I have been running logistic regression in R, and have been having an issue where as I include more predictors the z-scores and respective p-values approach 0 and 1 respectively. For example if have few predictors:
> model1
b17 ~ i74 + i73 + i72 + i71
> step1<-glm(model1,data=newdat1,family="binomial")
Coefficients:
Estimate Std. Error z value Pr(>|z|)
(Intercept) -6.9461 1.8953 -3.665 0.000247 ***
i74 0.6842 0.9543 0.717 0.473384
i73 1.7691 4.8008 0.368 0.712502
i72 0.5134 2.0142 0.255 0.798812
i71 -0.6753 4.9173 -0.137 0.890771
The results appear to be fairly reasonable; however, if I have more predictors:
> model1
b17 ~ i90 + i89 + i88 + i87 + i86 + i85 + i84 + i83 + i82 + i81 +
i80 + i79 + i78 + i77 + i76 + i74 + i73 + i72 + i71
> step1<-glm(model1,data=newdat1,family="binomial")
Warning messages:
1: glm.fit: algorithm did not converge
2: glm.fit: fitted probabilities numerically 0 or 1 occurred
Estimate Std. Error z value Pr(>|z|)
(Intercept) -4.887e+02 3.503e+05 -0.001 0.999
i90 1.431e-01 1.009e+04 0.000 1.000
i89 8.062e+01 1.027e+05 0.001 0.999
i88 9.738e+01 7.398e+04 0.001 0.999
i87 -1.980e+01 9.469e+03 -0.002 0.998
i86 9.829e+00 1.098e+05 0.000 1.000
i85 5.917e+01 3.074e+04 0.002 0.998
i84 -2.373e+01 1.378e+05 0.000 1.000
i83 7.257e+00 2.173e+05 0.000 1.000
i82 -1.397e+01 1.894e+05 0.000 1.000
i81 6.503e+01 1.373e+05 0.000 1.000
i80 3.728e+01 4.904e+04 0.001 0.999
i79 1.010e+02 5.556e+04 0.002 0.999
i78 -2.628e+01 1.546e+05 0.000 1.000
i77 4.725e+01 3.027e+05 0.000 1.000
i76 -6.517e+01 1.509e+05 0.000 1.000
i74 1.267e+01 1.175e+05 0.000 1.000
i73 2.796e+02 5.280e+05 0.001 1.000
i72 -2.533e+02 4.412e+05 -0.001 1.000
i71 -1.240e+02 4.387e+05 0.000 1.000
I know it is hard to say exactly what is going on without seeing the data, but the predictors are all 5-point Likert Scale items.

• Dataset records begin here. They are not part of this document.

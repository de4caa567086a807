//! Email masks.

#![allow(clippy::unwrap_used)]

mod common;

use std::sync::atomic::Ordering;

use chrono::{Duration, Utc};
use sealmail_core::address::ValidationError;
use sealmail_core::mask::{
    EmailMaskFilter, EmailMaskMetadata, EmailMaskRealAddressType, EmailMaskStatus,
    ListEmailMasksForOwnerInput, ProvisionEmailMaskInput, UpdateEmailMaskInput,
};
use sealmail_core::{Error, Pagination};

use common::{Harness, sealed_with_lost_key};

fn metadata(label: &str) -> EmailMaskMetadata {
    EmailMaskMetadata::from([("label".to_string(), label.to_string())])
}

fn mask_input(masked: &str, real: &str) -> ProvisionEmailMaskInput {
    ProvisionEmailMaskInput {
        masked_email_address: masked.to_string(),
        real_email_address: real.to_string(),
        metadata: Some(metadata("shopping")),
        expires_at: None,
    }
}

#[tokio::test]
async fn test_provision_and_update_mask() {
    let h = Harness::new().await;
    h.provision("alice@example.com").await;
    let masks = h.client.masks();

    let mask = masks
        .provision_email_mask(mask_input("Shop@Mask.Example.com", "alice@example.com"))
        .await
        .unwrap();
    assert_eq!(mask.masked_email_address, "shop@mask.example.com");
    assert_eq!(mask.real_email_address_type, EmailMaskRealAddressType::Internal);
    assert_eq!(mask.metadata, Some(metadata("shopping")));

    let expires_at = Utc::now() + Duration::days(30);
    let updated = masks
        .update_email_mask(UpdateEmailMaskInput {
            email_mask_id: mask.id.clone(),
            metadata: Some(metadata("travel")),
            expires_at: Some(expires_at),
        })
        .await
        .unwrap();
    assert_eq!(updated.metadata, Some(metadata("travel")));
    assert_eq!(updated.expires_at, Some(expires_at));
    assert_eq!(updated.version, 2);

    let err = masks
        .update_email_mask(UpdateEmailMaskInput {
            email_mask_id: mask.id.clone(),
            ..UpdateEmailMaskInput::default()
        })
        .await
        .unwrap_err();
    assert!(matches!(err, Error::InvalidArgument(_)));

    let removed = masks.deprovision_email_mask(&mask.id).await.unwrap();
    assert_eq!(removed.id, mask.id);
    let err = masks.deprovision_email_mask(&mask.id).await.unwrap_err();
    assert!(matches!(err, Error::MaskNotFound(_)));
}

#[tokio::test]
async fn test_provision_validation() {
    let h = Harness::new().await;
    let masks = h.client.masks();

    let err = masks
        .provision_email_mask(mask_input("shop@example.com", "me@outside.org"))
        .await
        .unwrap_err();
    assert!(matches!(
        err,
        Error::InvalidEmailAddress {
            reason: ValidationError::UnsupportedDomain,
            ..
        }
    ));

    let err = masks
        .provision_email_mask(mask_input("me@mask.example.com", "ME@mask.example.com"))
        .await
        .unwrap_err();
    assert!(matches!(err, Error::InvalidArgument(_)));

    let mut input = mask_input("shop@mask.example.com", "me@outside.org");
    input.expires_at = Some(Utc::now() - Duration::days(1));
    let err = masks.provision_email_mask(input).await.unwrap_err();
    assert!(matches!(err, Error::InvalidArgument(_)));

    assert!(h.backend.state().masks.is_empty());
}

#[tokio::test]
async fn test_concurrent_mask_provisioning_is_serialized() {
    let h = Harness::new().await;
    let masks = h.client.masks();

    let (a, b) = tokio::join!(
        masks.provision_email_mask(mask_input("a@mask.example.com", "me@outside.org")),
        masks.provision_email_mask(mask_input("b@mask.example.com", "me@outside.org")),
    );
    a.unwrap();
    b.unwrap();
    assert_eq!(
        h.backend.max_concurrent_provisioning.load(Ordering::SeqCst),
        1
    );
}

#[tokio::test]
async fn test_enable_disable_and_filtered_list() {
    let h = Harness::new().await;
    let masks = h.client.masks();
    let first = masks
        .provision_email_mask(mask_input("a@mask.example.com", "me@outside.org"))
        .await
        .unwrap();
    masks
        .provision_email_mask(mask_input("b@mask.example.com", "me@outside.org"))
        .await
        .unwrap();

    let disabled = masks.disable_email_mask(&first.id).await.unwrap();
    assert_eq!(disabled.status, EmailMaskStatus::Disabled);

    let list = |status: Option<Vec<EmailMaskStatus>>| ListEmailMasksForOwnerInput {
        filter: Some(EmailMaskFilter {
            status,
            real_address_type: None,
        }),
        pagination: Pagination::default(),
    };

    let enabled = masks
        .list_email_masks_for_owner(list(Some(vec![EmailMaskStatus::Enabled])))
        .await
        .unwrap();
    assert_eq!(enabled.items.len(), 1);
    assert_eq!(enabled.items[0].masked_email_address, "b@mask.example.com");

    masks.enable_email_mask(&first.id).await.unwrap();
    let enabled = masks
        .list_email_masks_for_owner(list(Some(vec![EmailMaskStatus::Enabled])))
        .await
        .unwrap();
    assert_eq!(enabled.items.len(), 2);
}

#[tokio::test]
async fn test_list_tolerates_unreadable_metadata() {
    let h = Harness::new().await;
    let masks = h.client.masks();
    let mask = masks
        .provision_email_mask(mask_input("a@mask.example.com", "me@outside.org"))
        .await
        .unwrap();
    h.backend
        .state()
        .masks
        .get_mut(&mask.id)
        .unwrap()
        .sealed_metadata = Some(sealed_with_lost_key(b"{}"));

    let listed = masks
        .list_email_masks_for_owner(ListEmailMasksForOwnerInput::default())
        .await
        .unwrap();
    assert_eq!(listed.items.len(), 1);
    assert_eq!(listed.items[0].metadata, None);
}

#[tokio::test]
async fn test_supported_mask_domains() {
    let h = Harness::new().await;
    assert_eq!(
        h.client
            .masks()
            .get_supported_email_mask_domains()
            .await
            .unwrap(),
        vec!["mask.example.com".to_string()]
    );
}
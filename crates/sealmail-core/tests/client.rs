//! Client assembly and reset.

#![allow(clippy::unwrap_used)]

mod common;

use std::sync::Arc;

use sealmail_core::address::GetEmailAddressInput;
use sealmail_core::cache::CacheKind;
use sealmail_core::{CachePolicy, ClientOptions, EmailClient, Error};
use tempfile::TempDir;

use common::{FakeBackend, FakeSealing, Harness};

fn full_builder(backend: &Arc<FakeBackend>) -> sealmail_core::EmailClientBuilder {
    EmailClient::builder()
        .account_service(backend.clone())
        .folder_service(backend.clone())
        .message_service(backend.clone())
        .draft_service(backend.clone())
        .blocklist_service(backend.clone())
        .mask_service(backend.clone())
        .sealing_service(Arc::new(FakeSealing::default()))
}

#[tokio::test]
async fn test_build_requires_every_service() {
    let backend = FakeBackend::new();

    let result = EmailClient::builder()
        .account_service(backend.clone())
        .folder_service(backend.clone())
        .build()
        .await;
    assert!(matches!(result, Err(Error::Config(_))));

    let result = full_builder(&backend)
        .options(ClientOptions {
            default_page_limit: 0,
            ..ClientOptions::default()
        })
        .build()
        .await;
    assert!(matches!(result, Err(Error::Config(_))));
}

#[tokio::test]
async fn test_build_without_cache() {
    let backend = FakeBackend::new();
    let client = full_builder(&backend).build().await.unwrap();

    assert!(client.cache().is_none());
    assert_eq!(client.options().default_page_limit, 10);
    client.reset().await.unwrap();
}

#[tokio::test]
async fn test_build_opens_cache_from_options() {
    let dir = TempDir::new().unwrap();
    let path = dir.path().join("cache.db");
    let backend = FakeBackend::new();

    let client = full_builder(&backend)
        .options(ClientOptions {
            cache_path: Some(path.clone()),
            default_page_limit: 5,
        })
        .build()
        .await
        .unwrap();
    assert!(client.cache().is_some());
    assert!(path.exists());
    assert_eq!(client.options().default_page_limit, 5);
}

#[tokio::test]
async fn test_reset_clears_cache() {
    let h = Harness::with_cache().await;
    let id = h.provision("alice@example.com").await;
    let cache = h.client.cache().unwrap();
    assert_eq!(cache.count(CacheKind::EmailAddress).await.unwrap(), 1);

    h.client.reset().await.unwrap();
    assert_eq!(cache.count(CacheKind::EmailAddress).await.unwrap(), 0);

    let cached = h
        .client
        .addresses()
        .get_email_address(GetEmailAddressInput {
            id,
            cache_policy: CachePolicy::CacheOnly,
        })
        .await
        .unwrap();
    assert!(cached.is_none());
}
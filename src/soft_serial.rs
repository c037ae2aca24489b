//! Bit-banged 8N1 serial on two plain GPIO pins.
//!
//! Timing comes from a blocking delay, so every call stalls the caller for
//! the whole frame and interrupts stretch the bit cells. Good enough for a
//! 9600 baud module when the hardware UART is taken.

use embedded_hal::{
    delay::DelayNs,
    digital::{InputPin, OutputPin},
};
use embedded_hal_nb::serial;

use crate::{
    config::START_BIT_TIMEOUT,
    time::{Deadline, Duration, Monotonic},
    Error,
};

pub struct SoftSerial<'a, TXP, RXP, D, C> {
    tx: TXP,
    rx: RXP,
    delay: D,
    clock: &'a C,
    bit_us: u32,
    start_timeout: Duration,
}

impl<'a, TXP, RXP, D, C> SoftSerial<'a, TXP, RXP, D, C>
where
    TXP: OutputPin,
    RXP: InputPin,
    D: DelayNs,
    C: Monotonic,
{
    pub fn new(tx: TXP, rx: RXP, delay: D, clock: &'a C, baud: u32) -> Self {
        Self {
            tx,
            rx,
            delay,
            clock,
            bit_us: 1_000_000 / baud,
            start_timeout: START_BIT_TIMEOUT,
        }
    }

    /// How long [`Self::receive_byte`] waits for a start bit.
    pub fn with_start_timeout(mut self, timeout: Duration) -> Self {
        self.start_timeout = timeout;
        self
    }

    pub fn bit_period_us(&self) -> u32 {
        self.bit_us
    }

    /// Drives the line to its idle (mark) level.
    pub fn init(&mut self) -> Result<(), Error> {
        self.tx.set_high().map_err(Error::pin)
    }

    /// Start bit, eight data bits LSB first, stop bit.
    pub fn send_byte(&mut self, byte: u8) -> Result<(), Error> {
        self.tx.set_low().map_err(Error::pin)?;
        self.delay.delay_us(self.bit_us);

        for bit in 0..8 {
            if byte >> bit & 1 == 1 {
                self.tx.set_high().map_err(Error::pin)?;
            } else {
                self.tx.set_low().map_err(Error::pin)?;
            }
            self.delay.delay_us(self.bit_us);
        }

        self.tx.set_high().map_err(Error::pin)?;
        self.delay.delay_us(self.bit_us);
        Ok(())
    }

    /// Waits for a start bit, then samples one frame.
    pub fn receive_byte(&mut self) -> Result<u8, Error> {
        let deadline = Deadline::start(self.clock, self.start_timeout);
        while self.rx.is_high().map_err(Error::pin)? {
            if deadline.expired() {
                return Err(Error::RxTimeout);
            }
        }
        self.sample_frame()
    }

    /// Called right after the falling edge of the start bit. Data bits are
    /// sampled at their centres; the stop bit is waited out, not checked.
    fn sample_frame(&mut self) -> Result<u8, Error> {
        self.delay.delay_us(self.bit_us / 2);

        let mut byte = 0;
        for bit in 0..8 {
            self.delay.delay_us(self.bit_us);
            if self.rx.is_high().map_err(Error::pin)? {
                byte |= 1 << bit;
            }
        }

        self.delay.delay_us(self.bit_us);
        Ok(byte)
    }
}

impl<TXP, RXP, D, C> serial::ErrorType for SoftSerial<'_, TXP, RXP, D, C> {
    type Error = Error;
}

impl<TXP, RXP, D, C> serial::Read<u8> for SoftSerial<'_, TXP, RXP, D, C>
where
    TXP: OutputPin,
    RXP: InputPin,
    D: DelayNs,
    C: Monotonic,
{
    /// `WouldBlock` while the line idles; once a start bit is seen the
    /// whole frame is read before returning.
    fn read(&mut self) -> nb::Result<u8, Self::Error> {
        if self.rx.is_high().map_err(Error::pin)? {
            return Err(nb::Error::WouldBlock);
        }
        Ok(self.sample_frame()?)
    }
}

impl<TXP, RXP, D, C> serial::Write<u8> for SoftSerial<'_, TXP, RXP, D, C>
where
    TXP: OutputPin,
    RXP: InputPin,
    D: DelayNs,
    C: Monotonic,
{
    fn write(&mut self, word: u8) -> nb::Result<(), Self::Error> {
        Ok(self.send_byte(word)?)
    }

    fn flush(&mut self) -> nb::Result<(), Self::Error> {
        Ok(())
    }
}
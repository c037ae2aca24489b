use arduino_hal::{
    hal::port::PD3,
    pac::{EXINT, PORTD},
    port::{mode::Input, Pin},
};
use smartcar::{time::Monotonic, EchoMeasurement};

use crate::clock::CLOCK;

/// Echo pulse edges seen on INT1 (d3).
pub static ECHO: EchoMeasurement = EchoMeasurement::new();

/// Sense control values for EICRA.
#[repr(u8)]
#[derive(Clone, Copy, Debug, PartialEq, Eq)]
pub enum ExtIntMode {
    Change = 0x1,
}

pub trait AttachHwInterrupt {
    fn attach_hw_int(&self, exint: &EXINT, mode: ExtIntMode);
}

impl<MODE> AttachHwInterrupt for Pin<Input<MODE>, PD3> {
    fn attach_hw_int(&self, exint: &EXINT, mode: ExtIntMode) {
        exint.eicra.modify(|_, w| w.isc1().bits(mode as u8));
        exint.eimsk.modify(|_, w| w.int1().set_bit());
    }
}

#[avr_device::interrupt(atmega328p)]
fn INT1() {
    let now = CLOCK.now();
    // Safety: read only access to the input register
    let high = unsafe { &*PORTD::ptr() }.pind.read().bits() & (1 << 3) != 0;
    ECHO.on_edge(high, now);
}
//! USART0 driven straight through its registers: the receive interrupt
//! feeds [`RX_LATCH`], the main loop owns the transmit side.

use core::convert::Infallible;

use arduino_hal::pac::USART0;
use embedded_hal_nb::serial;
use smartcar::{config::UART_BAUD, ReceiveLatch};

pub static RX_LATCH: ReceiveLatch = ReceiveLatch::new();

/// UBRR for normal (16x) speed at 16 MHz.
const UBRR: u16 = (16_000_000 / (16 * UART_BAUD) - 1) as u16;

pub struct Uart0 {
    usart: USART0,
}

impl Uart0 {
    /// 8N1, receiver and transmitter on, receive interrupt enabled.
    pub fn new(usart: USART0) -> Self {
        usart.ubrr0.write(|w| w.bits(UBRR));
        usart.ucsr0a.write(|w| w.u2x0().clear_bit());
        usart.ucsr0c.write(|w| w.ucsz0().chr8());
        usart
            .ucsr0b
            .write(|w| w.rxen0().set_bit().txen0().set_bit().rxcie0().set_bit());
        Self { usart }
    }
}

impl serial::ErrorType for Uart0 {
    type Error = Infallible;
}

impl serial::Write<u8> for Uart0 {
    fn write(&mut self, word: u8) -> nb::Result<(), Self::Error> {
        if self.usart.ucsr0a.read().udre0().bit_is_clear() {
            return Err(nb::Error::WouldBlock);
        }
        self.usart.udr0.write(|w| w.bits(word));
        Ok(())
    }

    fn flush(&mut self) -> nb::Result<(), Self::Error> {
        if self.usart.ucsr0a.read().udre0().bit_is_clear() {
            return Err(nb::Error::WouldBlock);
        }
        Ok(())
    }
}

#[avr_device::interrupt(atmega328p)]
fn USART_RX() {
    // Safety: the data register is only read here
    let byte = unsafe { &*USART0::ptr() }.udr0.read().bits();
    RX_LATCH.store(byte);
}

However, are there any thoughts to what is occurring here? I don't have much experience with logistic regression, so I apologize if the question seems naive, but is there a certain threshold of predictors where logistic regression falls apart due to having such a large amount of predictors what is ultimately a very small amount of variance? Is the potentially a multi-co-linearity issue? Finally, when I run OLS regression on the data I get results that make more sense (or at least appear to), is it okay/what are the consequences of running OLS regression on a binary outcome? Thank you!